◆ DATA RECORDS ◆
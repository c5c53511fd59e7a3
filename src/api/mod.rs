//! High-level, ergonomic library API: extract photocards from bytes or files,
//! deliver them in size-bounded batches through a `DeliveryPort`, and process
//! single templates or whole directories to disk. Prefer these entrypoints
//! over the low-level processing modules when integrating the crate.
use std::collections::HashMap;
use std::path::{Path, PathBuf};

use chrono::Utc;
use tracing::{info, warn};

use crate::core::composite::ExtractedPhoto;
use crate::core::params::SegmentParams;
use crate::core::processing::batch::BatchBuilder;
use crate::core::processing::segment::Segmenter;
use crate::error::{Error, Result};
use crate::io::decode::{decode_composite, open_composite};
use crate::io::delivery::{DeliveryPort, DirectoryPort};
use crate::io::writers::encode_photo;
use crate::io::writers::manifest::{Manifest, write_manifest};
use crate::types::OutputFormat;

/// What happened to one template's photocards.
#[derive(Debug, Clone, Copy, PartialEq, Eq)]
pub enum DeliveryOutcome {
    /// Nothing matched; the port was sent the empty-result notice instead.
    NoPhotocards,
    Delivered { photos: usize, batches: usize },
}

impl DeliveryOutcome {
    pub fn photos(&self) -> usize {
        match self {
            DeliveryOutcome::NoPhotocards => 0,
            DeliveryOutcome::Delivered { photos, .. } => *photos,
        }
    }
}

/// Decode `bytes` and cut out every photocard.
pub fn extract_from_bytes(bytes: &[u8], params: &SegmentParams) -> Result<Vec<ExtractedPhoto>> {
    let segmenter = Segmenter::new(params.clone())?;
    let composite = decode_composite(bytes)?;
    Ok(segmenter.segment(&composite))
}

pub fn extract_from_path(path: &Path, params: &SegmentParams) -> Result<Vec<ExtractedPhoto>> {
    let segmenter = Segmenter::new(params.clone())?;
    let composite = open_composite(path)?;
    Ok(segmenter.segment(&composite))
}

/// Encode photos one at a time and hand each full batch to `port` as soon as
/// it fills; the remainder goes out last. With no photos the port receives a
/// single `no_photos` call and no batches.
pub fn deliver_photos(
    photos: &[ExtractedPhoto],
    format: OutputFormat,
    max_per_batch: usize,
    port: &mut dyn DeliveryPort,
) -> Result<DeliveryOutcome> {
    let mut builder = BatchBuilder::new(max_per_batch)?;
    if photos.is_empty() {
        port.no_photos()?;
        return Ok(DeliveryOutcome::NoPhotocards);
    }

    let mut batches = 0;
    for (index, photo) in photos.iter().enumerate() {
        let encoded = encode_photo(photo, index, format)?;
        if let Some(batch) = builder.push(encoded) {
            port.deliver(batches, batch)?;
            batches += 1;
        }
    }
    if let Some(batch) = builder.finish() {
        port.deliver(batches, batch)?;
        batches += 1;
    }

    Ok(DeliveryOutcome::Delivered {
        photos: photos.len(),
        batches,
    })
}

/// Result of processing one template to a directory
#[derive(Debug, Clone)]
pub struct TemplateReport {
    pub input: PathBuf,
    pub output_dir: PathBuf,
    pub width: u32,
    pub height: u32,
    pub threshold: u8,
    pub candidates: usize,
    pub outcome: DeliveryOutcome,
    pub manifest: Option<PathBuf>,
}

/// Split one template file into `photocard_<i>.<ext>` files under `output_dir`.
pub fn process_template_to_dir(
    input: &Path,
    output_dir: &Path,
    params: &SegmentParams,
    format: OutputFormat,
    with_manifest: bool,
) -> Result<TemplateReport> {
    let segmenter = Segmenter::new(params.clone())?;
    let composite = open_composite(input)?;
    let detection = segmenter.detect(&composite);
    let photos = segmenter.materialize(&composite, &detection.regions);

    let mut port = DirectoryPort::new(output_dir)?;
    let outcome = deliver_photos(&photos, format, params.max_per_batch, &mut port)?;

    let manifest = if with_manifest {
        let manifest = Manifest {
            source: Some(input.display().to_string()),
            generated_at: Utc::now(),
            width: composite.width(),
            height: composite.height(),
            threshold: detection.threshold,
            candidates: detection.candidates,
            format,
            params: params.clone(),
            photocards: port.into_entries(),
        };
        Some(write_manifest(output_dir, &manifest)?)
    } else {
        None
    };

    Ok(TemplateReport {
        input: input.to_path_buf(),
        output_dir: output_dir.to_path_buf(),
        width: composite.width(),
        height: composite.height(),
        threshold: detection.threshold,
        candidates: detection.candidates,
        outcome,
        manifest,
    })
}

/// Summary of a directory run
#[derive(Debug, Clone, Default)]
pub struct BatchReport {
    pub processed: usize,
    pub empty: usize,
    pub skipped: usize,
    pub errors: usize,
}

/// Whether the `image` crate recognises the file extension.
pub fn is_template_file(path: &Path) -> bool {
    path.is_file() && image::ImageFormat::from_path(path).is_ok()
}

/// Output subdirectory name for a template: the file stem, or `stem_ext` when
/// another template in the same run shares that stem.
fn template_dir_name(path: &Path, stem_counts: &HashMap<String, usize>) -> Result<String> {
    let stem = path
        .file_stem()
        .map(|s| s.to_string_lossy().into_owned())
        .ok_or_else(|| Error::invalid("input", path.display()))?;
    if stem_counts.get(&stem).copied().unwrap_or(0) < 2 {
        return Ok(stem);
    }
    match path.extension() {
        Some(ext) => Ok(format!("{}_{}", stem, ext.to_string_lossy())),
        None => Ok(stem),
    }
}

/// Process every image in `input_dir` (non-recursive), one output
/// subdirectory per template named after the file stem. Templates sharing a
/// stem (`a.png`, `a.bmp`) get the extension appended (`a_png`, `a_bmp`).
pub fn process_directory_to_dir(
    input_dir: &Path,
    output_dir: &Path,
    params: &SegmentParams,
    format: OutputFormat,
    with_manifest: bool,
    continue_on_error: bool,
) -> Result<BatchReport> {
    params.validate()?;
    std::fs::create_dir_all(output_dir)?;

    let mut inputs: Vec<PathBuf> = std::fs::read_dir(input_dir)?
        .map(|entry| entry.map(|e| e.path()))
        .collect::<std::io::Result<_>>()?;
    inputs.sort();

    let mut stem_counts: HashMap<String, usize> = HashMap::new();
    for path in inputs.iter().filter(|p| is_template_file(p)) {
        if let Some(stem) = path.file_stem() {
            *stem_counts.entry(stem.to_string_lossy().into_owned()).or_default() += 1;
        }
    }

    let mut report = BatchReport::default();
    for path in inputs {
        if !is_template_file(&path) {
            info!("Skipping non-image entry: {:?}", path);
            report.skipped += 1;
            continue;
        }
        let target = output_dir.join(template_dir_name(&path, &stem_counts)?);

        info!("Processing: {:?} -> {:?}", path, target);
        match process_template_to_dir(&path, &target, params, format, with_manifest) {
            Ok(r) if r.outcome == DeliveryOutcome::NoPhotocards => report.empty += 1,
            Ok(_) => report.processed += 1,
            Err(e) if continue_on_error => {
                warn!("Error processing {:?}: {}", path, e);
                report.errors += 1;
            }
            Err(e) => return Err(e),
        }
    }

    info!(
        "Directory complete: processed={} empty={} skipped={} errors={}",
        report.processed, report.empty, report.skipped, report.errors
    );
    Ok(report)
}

◆ WORK TO BE COMPLETED ◆
Starting at the line with "#[derive(Debug, Clone, Default)]" and ending at the line with "Output subdirectory name", print each line of the listing above exactly, with no other lines.

◆ ANSWER TO THIS EXERCISE ◆
#[derive(Debug, Clone, Default)]
pub struct BatchReport {
    pub processed: usize,
    pub empty: usize,
    pub skipped: usize,
    pub errors: usize,
}

/// Whether the `image` crate recognises the file extension.
pub fn is_template_file(path: &Path) -> bool {
    path.is_file() && image::ImageFormat::from_path(path).is_ok()
}

/// Output subdirectory name for a template: the file stem, or `stem_ext` when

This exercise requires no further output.